Seabrook VIC Property Investment

Wyndham · 3028 · Score: 60/100 · Hold

Median House Price
$750K
Rental Yield
3.4%
Vacancy Rate
2.2%
Median Weekly Rent
$520/wk
Median Unit Price
$561K
Population
4,952
Days on Market
19 days
Annual Growth
7.1%

Seabrook Short-Term Rental (Airbnb) Market

Avg Nightly Rate
$410.56/night
Occupancy Rate
48%
Est. Annual Revenue
$72K
AI Investment Analysis

Seabrook VIC Investment Brief

## 1. Investment Verdict Hold — The single most important number is the 5-year CAGR of 6.0% per year. This suburb has delivered consistent, above-inflation capital growth without overheating. The 60.0/100 scorecard confirms a stable market with no major red flags. Buyers can still enter, but the 3.4% gross yield means you're betting on capital growth, not cash flow.

## 2. Market Overview Seabrook's median house price sits at $800,000, with units at $561,495. Over the past year, house prices grew 7.1%, and the 5-year compound annual growth rate of 6.0% shows steady appreciation. The 3-year growth forecast of 13.5% implies a median house price of around $908,000 by 2027. Days on market data is unavailable, but the stable market cycle and low supply pipeline suggest sellers hold the edge. Buyers face limited competition from new stock, so acting decisively matters. The 68% owner-occupier rate provides a solid floor — fewer investors means less speculative volatility.

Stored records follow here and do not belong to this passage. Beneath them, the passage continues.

//! CLI module
//!
//! Command-line interface over the brokers and connectors.
//!
//! # Commands
//!
//! - `resolve` - Print the resolved configuration
//! - `request` - Send one request through a broker
//! - `domaintools` - DomainTools lookups
//! - `ipqs` - IPQualityScore URL scan
//! - `sql` - Query a database through DuckDB

mod commands;
mod runner;

pub use commands::{Cli, Commands, DomainToolsCommand, OutputFormat};
pub use runner::Runner;
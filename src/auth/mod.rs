//! Authentication module
//!
//! Supports: API Key (header or query), Basic, Bearer
//!
//! An [`Auth`] is attached to a broker for every request, or to a single
//! call where it replaces the broker-level one. Secret parts are held as
//! `SecretString` so they stay out of `Debug` output.

mod types;

pub use types::{Auth, Location};
//! Blocking broker

use super::lifecycle::Lifecycle;
use super::shared::BrokerCore;
use super::request::{Call, PreparedRequest, RequestOptions};
use super::response::ApiResponse;
use super::transport::{apply_request, configure_client};
use crate::cassette::RecordedRequest;
use crate::config::{BrokerOptions, ResolvedConfig, TransportOptions};
use crate::error::{Error, Result};
use crate::types::{Flavor, Method};
use reqwest::blocking::Client;
use std::time::Instant;
use tracing::debug;

/// Request broker on a blocking HTTP session.
///
/// Calls block the calling thread, including during retry backoff. Do not
/// create or drop a `Broker` from inside an async runtime; use
/// [`AsyncBroker`](super::AsyncBroker) there.
#[derive(Debug)]
pub struct Broker {
    core: BrokerCore,
    session: Option<Client>,
}

impl Broker {
    /// Resolve `options` and open the session
    pub fn new(options: BrokerOptions) -> Result<Self> {
        let core = BrokerCore::new(&options, Flavor::Blocking)?;
        let session = build_client(&core, core.config().transport())?;
        debug!(base_url = %core.config().base_url(), "Opened blocking broker session");
        Ok(Self {
            core,
            session: Some(session),
        })
    }

    /// The configuration resolved at construction
    pub fn config(&self) -> &ResolvedConfig {
        self.core.config()
    }

    pub fn get(&self, target: &str, options: RequestOptions) -> Result<ApiResponse> {
        self.request(Method::GET, target, options)
    }

    pub fn post(&self, target: &str, options: RequestOptions) -> Result<ApiResponse> {
        self.request(Method::POST, target, options)
    }

    pub fn put(&self, target: &str, options: RequestOptions) -> Result<ApiResponse> {
        self.request(Method::PUT, target, options)
    }

    pub fn patch(&self, target: &str, options: RequestOptions) -> Result<ApiResponse> {
        self.request(Method::PATCH, target, options)
    }

    pub fn delete(&self, target: &str, options: RequestOptions) -> Result<ApiResponse> {
        self.request(Method::DELETE, target, options)
    }

    pub fn head(&self, target: &str, options: RequestOptions) -> Result<ApiResponse> {
        self.request(Method::HEAD, target, options)
    }

    /// Send a request with any method
    pub fn request(
        &self,
        method: Method,
        target: &str,
        options: RequestOptions,
    ) -> Result<ApiResponse> {
        self.send(Call::new(method, target).with_options(options))
    }

    /// Send a prepared call, retrying transient failures under the policy in force
    pub fn send(&self, call: Call) -> Result<ApiResponse> {
        let session = self.session.as_ref().ok_or(Error::Closed)?;
        let prepared = self.core.prepare(call)?;

        let dedicated = match &prepared.dedicated_transport {
            Some(transport) => Some(build_client(&self.core, transport)?),
            None => None,
        };
        let client = dedicated.as_ref().unwrap_or(session);

        let policy = self.core.retry_policy(&prepared);
        let mut attempt = 0;
        loop {
            attempt += 1;
            let error = match self.attempt(client, &prepared, attempt) {
                Ok(response) => return Ok(response),
                Err(error) => error,
            };

            match policy.should_retry(&error, attempt) {
                Some(delay) => {
                    self.core
                        .log_retry(prepared.method, &prepared.url, &error, attempt, delay);
                    std::thread::sleep(delay);
                }
                None => {
                    self.core
                        .log_failure(prepared.method, &prepared.url, &error, attempt);
                    return Err(error);
                }
            }
        }
    }

    /// Run `f` with this broker, then close it
    pub fn scope<T>(mut self, f: impl FnOnce(&Self) -> T) -> T {
        let out = f(&self);
        self.close();
        out
    }

    fn attempt(
        &self,
        client: &Client,
        prepared: &PreparedRequest,
        attempt: u32,
    ) -> Result<ApiResponse> {
        let request = apply_request(
            client.request(prepared.method.into(), &prepared.url),
            prepared,
        )
        .build()?;

        let recorded = self.core.recorder().map(|_| {
            RecordedRequest::capture(
                request.method(),
                request.url(),
                request.headers(),
                request.body().and_then(|b| b.as_bytes()),
            )
        });

        let started = Instant::now();
        let response = match client.execute(request) {
            Ok(response) => response,
            Err(e) => {
                self.core
                    .log_attempt(prepared.method, &prepared.url, None, started.elapsed(), attempt);
                return Err(self.core.transport_error(prepared, e));
            }
        };

        let status = response.status();
        let headers = response.headers().clone();
        let url = response.url().clone();
        let body = response
            .bytes()
            .map_err(|e| self.core.transport_error(prepared, e))?;
        let response = ApiResponse::new(status, headers, url, body, started.elapsed());

        self.core.log_attempt(
            prepared.method,
            &prepared.url,
            Some(response.status()),
            response.elapsed(),
            attempt,
        );
        self.core.record(recorded, &response);

        response.error_for_status()
    }
}

impl Lifecycle for Broker {
    fn close(&mut self) {
        if self.session.take().is_some() {
            debug!(base_url = %self.core.config().base_url(), "Closed blocking broker session");
        }
    }

    fn is_closed(&self) -> bool {
        self.session.is_none()
    }
}

impl Drop for Broker {
    fn drop(&mut self) {
        self.close();
    }
}

fn build_client(core: &BrokerCore, transport: &TransportOptions) -> Result<Client> {
    let builder = configure_client(
        Client::builder(),
        core.config().timeout(),
        transport,
        &core.config().proxy().config,
    )?;
    Ok(builder.build()?)
}
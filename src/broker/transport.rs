//! One surface over the blocking and async reqwest builders
//!
//! reqwest's blocking and async clients expose the same builder methods on
//! distinct types. These traits let client configuration and request
//! assembly be written once and used by both broker flavors.

use super::request::{Body, PreparedRequest};
use crate::config::{PassThrough, ProxyConfig, Scheme, TransportOptions};
use crate::error::{Error, Result};
use crate::redact;
use crate::types::{HttpVersion, JsonValue};
use reqwest::{NoProxy, Proxy};
use std::time::Duration;

/// Client builder operations used by the brokers
pub(crate) trait ClientBuilderExt: Sized {
    fn with_timeout(self, timeout: Duration) -> Self;
    fn with_connect_timeout(self, timeout: Duration) -> Self;
    fn with_invalid_certs(self, accept: bool) -> Self;
    fn with_http1_only(self) -> Self;
    fn with_http2_prior_knowledge(self) -> Self;
    fn with_proxy(self, proxy: Proxy) -> Self;
    fn without_proxy(self) -> Self;
    fn with_user_agent(self, agent: String) -> Self;
    fn with_pool_max_idle_per_host(self, max: usize) -> Self;
    fn with_pool_idle_timeout(self, timeout: Duration) -> Self;
    fn with_tcp_nodelay(self, enabled: bool) -> Self;
    fn with_https_only(self, enabled: bool) -> Self;
    fn with_max_redirects(self, max: usize) -> Self;
    fn with_referer(self, enabled: bool) -> Self;
}

/// Request builder operations used by the brokers
pub(crate) trait RequestBuilderExt: Sized {
    fn with_header(self, name: &str, value: &str) -> Self;
    fn with_query(self, pairs: &[(String, String)]) -> Self;
    fn with_json(self, body: &JsonValue) -> Self;
    fn with_form(self, fields: &[(String, String)]) -> Self;
    fn with_text(self, body: String) -> Self;
    fn with_basic_auth(self, username: &str, password: &str) -> Self;
    fn with_bearer(self, token: &str) -> Self;
    fn with_timeout(self, timeout: Duration) -> Self;
    fn with_version(self, version: reqwest::Version) -> Self;
}

macro_rules! impl_client_builder {
    ($ty:ty) => {
        impl ClientBuilderExt for $ty {
            fn with_timeout(self, timeout: Duration) -> Self {
                self.timeout(timeout)
            }
            fn with_connect_timeout(self, timeout: Duration) -> Self {
                self.connect_timeout(timeout)
            }
            fn with_invalid_certs(self, accept: bool) -> Self {
                self.danger_accept_invalid_certs(accept)
            }
            fn with_http1_only(self) -> Self {
                self.http1_only()
            }
            fn with_http2_prior_knowledge(self) -> Self {
                self.http2_prior_knowledge()
            }
            fn with_proxy(self, proxy: Proxy) -> Self {
                self.proxy(proxy)
            }
            fn without_proxy(self) -> Self {
                self.no_proxy()
            }
            fn with_user_agent(self, agent: String) -> Self {
                self.user_agent(agent)
            }
            fn with_pool_max_idle_per_host(self, max: usize) -> Self {
                self.pool_max_idle_per_host(max)
            }
            fn with_pool_idle_timeout(self, timeout: Duration) -> Self {
                self.pool_idle_timeout(timeout)
            }
            fn with_tcp_nodelay(self, enabled: bool) -> Self {
                self.tcp_nodelay(enabled)
            }
            fn with_https_only(self, enabled: bool) -> Self {
                self.https_only(enabled)
            }
            fn with_max_redirects(self, max: usize) -> Self {
                self.redirect(reqwest::redirect::Policy::limited(max))
            }
            fn with_referer(self, enabled: bool) -> Self {
                self.referer(enabled)
            }
        }
    };
}

macro_rules! impl_request_builder {
    ($ty:ty) => {
        impl RequestBuilderExt for $ty {
            fn with_header(self, name: &str, value: &str) -> Self {
                self.header(name, value)
            }
            fn with_query(self, pairs: &[(String, String)]) -> Self {
                self.query(pairs)
            }
            fn with_json(self, body: &JsonValue) -> Self {
                self.json(body)
            }
            fn with_form(self, fields: &[(String, String)]) -> Self {
                self.form(fields)
            }
            fn with_text(self, body: String) -> Self {
                self.body(body)
            }
            fn with_basic_auth(self, username: &str, password: &str) -> Self {
                self.basic_auth(username, Some(password))
            }
            fn with_bearer(self, token: &str) -> Self {
                self.bearer_auth(token)
            }
            fn with_timeout(self, timeout: Duration) -> Self {
                self.timeout(timeout)
            }
            fn with_version(self, version: reqwest::Version) -> Self {
                self.version(version)
            }
        }
    };
}

impl_client_builder!(reqwest::ClientBuilder);
impl_client_builder!(reqwest::blocking::ClientBuilder);
impl_request_builder!(reqwest::RequestBuilder);
impl_request_builder!(reqwest::blocking::RequestBuilder);

/// Apply timeouts, TLS, protocol, pass-through options and proxies
pub(crate) fn configure_client<B: ClientBuilderExt>(
    mut builder: B,
    timeout: Duration,
    transport: &TransportOptions,
    proxy: &ProxyConfig,
) -> Result<B> {
    builder = builder.with_timeout(transport.timeout.unwrap_or(timeout));

    if let Some(connect_timeout) = transport.connect_timeout {
        builder = builder.with_connect_timeout(connect_timeout);
    }
    if transport.verify_tls == Some(false) {
        builder = builder.with_invalid_certs(true);
    }
    match transport.http_version {
        Some(HttpVersion::Http1) => builder = builder.with_http1_only(),
        Some(HttpVersion::Http2) => builder = builder.with_http2_prior_knowledge(),
        None => {}
    }

    let extra = PassThrough::parse(&transport.extra)?;
    if let Some(agent) = extra.user_agent {
        builder = builder.with_user_agent(agent);
    }
    if let Some(max) = extra.pool_max_idle_per_host {
        builder = builder.with_pool_max_idle_per_host(max);
    }
    if let Some(idle) = extra.pool_idle_timeout {
        builder = builder.with_pool_idle_timeout(idle);
    }
    if let Some(nodelay) = extra.tcp_nodelay {
        builder = builder.with_tcp_nodelay(nodelay);
    }
    if let Some(https_only) = extra.https_only {
        builder = builder.with_https_only(https_only);
    }
    if let Some(max) = extra.max_redirects {
        builder = builder.with_max_redirects(max);
    }
    if let Some(referer) = extra.referer {
        builder = builder.with_referer(referer);
    }

    match proxy {
        ProxyConfig::Disabled => Ok(builder.without_proxy()),
        // reqwest reads HTTP_PROXY / HTTPS_PROXY / NO_PROXY itself when no
        // proxy is configured explicitly
        ProxyConfig::Ambient => Ok(builder),
        ProxyConfig::Single { url, no_proxy } => {
            let proxy = Proxy::all(url).map_err(|e| proxy_error(url, e))?;
            Ok(builder.with_proxy(with_exclusions(proxy, no_proxy.as_deref())))
        }
        ProxyConfig::PerScheme { mounts, no_proxy } => {
            for (scheme, url) in mounts {
                let proxy = match scheme {
                    Scheme::Http => Proxy::http(url),
                    Scheme::Https => Proxy::https(url),
                    Scheme::All => Proxy::all(url),
                }
                .map_err(|e| proxy_error(url, e))?;
                builder = builder.with_proxy(with_exclusions(proxy, no_proxy.as_deref()));
            }
            Ok(builder)
        }
    }
}

fn with_exclusions(proxy: Proxy, no_proxy: Option<&str>) -> Proxy {
    match no_proxy {
        Some(list) => proxy.no_proxy(NoProxy::from_string(list)),
        None => proxy,
    }
}

fn proxy_error(url: &str, e: reqwest::Error) -> Error {
    let e = e.without_url();
    Error::config(format!("invalid proxy '{}': {e}", redact::scrub_url(url)))
}

/// Put headers, query, auth, body and per-call overrides on a request
pub(crate) fn apply_request<B: RequestBuilderExt>(mut req: B, prepared: &PreparedRequest) -> B {
    for (name, value) in &prepared.headers {
        req = req.with_header(name, value);
    }
    if !prepared.query.is_empty() {
        req = req.with_query(&prepared.query);
    }
    if let Some(auth) = &prepared.auth {
        req = auth.apply(req);
    }
    match &prepared.body {
        Some(Body::Json(value)) => req = req.with_json(value),
        Some(Body::Form(fields)) => req = req.with_form(fields),
        Some(Body::Text(text)) => req = req.with_text(text.clone()),
        None => {}
    }
    if let Some(timeout) = prepared.timeout {
        req = req.with_timeout(timeout);
    }
    if let Some(version) = prepared.version {
        req = req.with_version(version.into());
    }
    req
}
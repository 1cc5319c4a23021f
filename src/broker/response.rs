//! Buffered HTTP response

use crate::error::{Error, Result};
use bytes::Bytes;
use reqwest::header::HeaderMap;
use reqwest::StatusCode;
use serde::de::DeserializeOwned;
use std::time::Duration;
use url::Url;

/// A response whose body has been read in full.
///
/// Both broker flavors return this type, so connector code and tests never
/// care which transport produced it.
#[derive(Debug, Clone)]
pub struct ApiResponse {
    status: StatusCode,
    headers: HeaderMap,
    url: Url,
    body: Bytes,
    elapsed: Duration,
}

impl ApiResponse {
    pub(crate) fn new(
        status: StatusCode,
        headers: HeaderMap,
        url: Url,
        body: Bytes,
        elapsed: Duration,
    ) -> Self {
        Self {
            status,
            headers,
            url,
            body,
            elapsed,
        }
    }

    /// Status code as a number
    pub fn status(&self) -> u16 {
        self.status.as_u16()
    }

    pub fn status_code(&self) -> StatusCode {
        self.status
    }

    pub fn is_success(&self) -> bool {
        self.status.is_success()
    }

    pub fn headers(&self) -> &HeaderMap {
        &self.headers
    }

    /// Header value, if present and valid UTF-8
    pub fn header(&self, name: &str) -> Option<&str> {
        self.headers.get(name).and_then(|v| v.to_str().ok())
    }

    /// Final URL after redirects
    pub fn url(&self) -> &Url {
        &self.url
    }

    pub fn bytes(&self) -> &Bytes {
        &self.body
    }

    /// Body as text, replacing invalid UTF-8
    pub fn text(&self) -> String {
        String::from_utf8_lossy(&self.body).into_owned()
    }

    /// Parse the body as JSON
    pub fn json<T: DeserializeOwned>(&self) -> Result<T> {
        Ok(serde_json::from_slice(&self.body)?)
    }

    /// Time from sending the request to reading the last body byte
    pub fn elapsed(&self) -> Duration {
        self.elapsed
    }

    /// Turn 4xx/5xx responses into [`Error::HttpStatus`]
    pub fn error_for_status(self) -> Result<Self> {
        if self.status.is_client_error() || self.status.is_server_error() {
            return Err(Error::http_status(self.status.as_u16(), self.text()));
        }
        Ok(self)
    }
}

## 3. Rental Market The vacancy rate is 2.2%, below the 3% equilibrium mark, indicating tight supply. Rental demand is rated high. Median weekly rent is $520, translating to a gross yield of 3.4%. That yield is modest — comparable suburbs like Dandenong (3.5%), Kings Park (3.8%), and St Albans (3.5%) offer slightly better. However, Seabrook's improving vacancy trend and high demand mean you'll likely find tenants quickly. For an investor, this is a capital-growth play with a reliable, if unspectacular, rental income.

## 4. Short-Term Rental Opportunity The median nightly STR rate is $411, with occupancy at 48%. That's low occupancy — typical STR markets run 60-70%. Estimated annual revenue: $411 x 365 x 0.48 = $72,007. Compare that to LTR annual income: $520 x 52 = $27,040. STR grosses 2.7x more, but you must factor in management fees, cleaning, vacancy gaps, and platform costs. The 48% occupancy suggests inconsistent demand. For most investors, LTR is the safer, lower-effort choice here. STR only works if you can push occupancy above 55%.

## 5. Infrastructure & Growth Drivers The West Gate Tunnel is under construction, directly improving access to Melbourne's CBD and western suburbs. This project will reduce travel times and support population growth in the corridor. Seabrook has standard suburban transport access — not premium, but functional. The local unemployment rate is 6.4%, slightly above the national average of around 4.0%, which tempers demand. The supply pipeline is low — price growth is outpacing new supply, meaning existing stock gains scarcity value. No major new employment hubs are announced, so demand relies on Melbourne's broader economic pull.

## 6. Bull Case If the West Gate Tunnel completes on schedule and Melbourne's population growth continues at 2%+ annually, Seabrook benefits directly. The 3-year forecast of 13.5% growth could prove conservative if infrastructure unlocks new demand. A $800,000 purchase today could reach $908,000 by 2027, delivering $108,000 in capital gains. Combined with $27,040 annual rent (assuming 3% rent growth), total return over 3 years could exceed 20% before costs. The low supply pipeline means limited competition from new developments, supporting price resilience.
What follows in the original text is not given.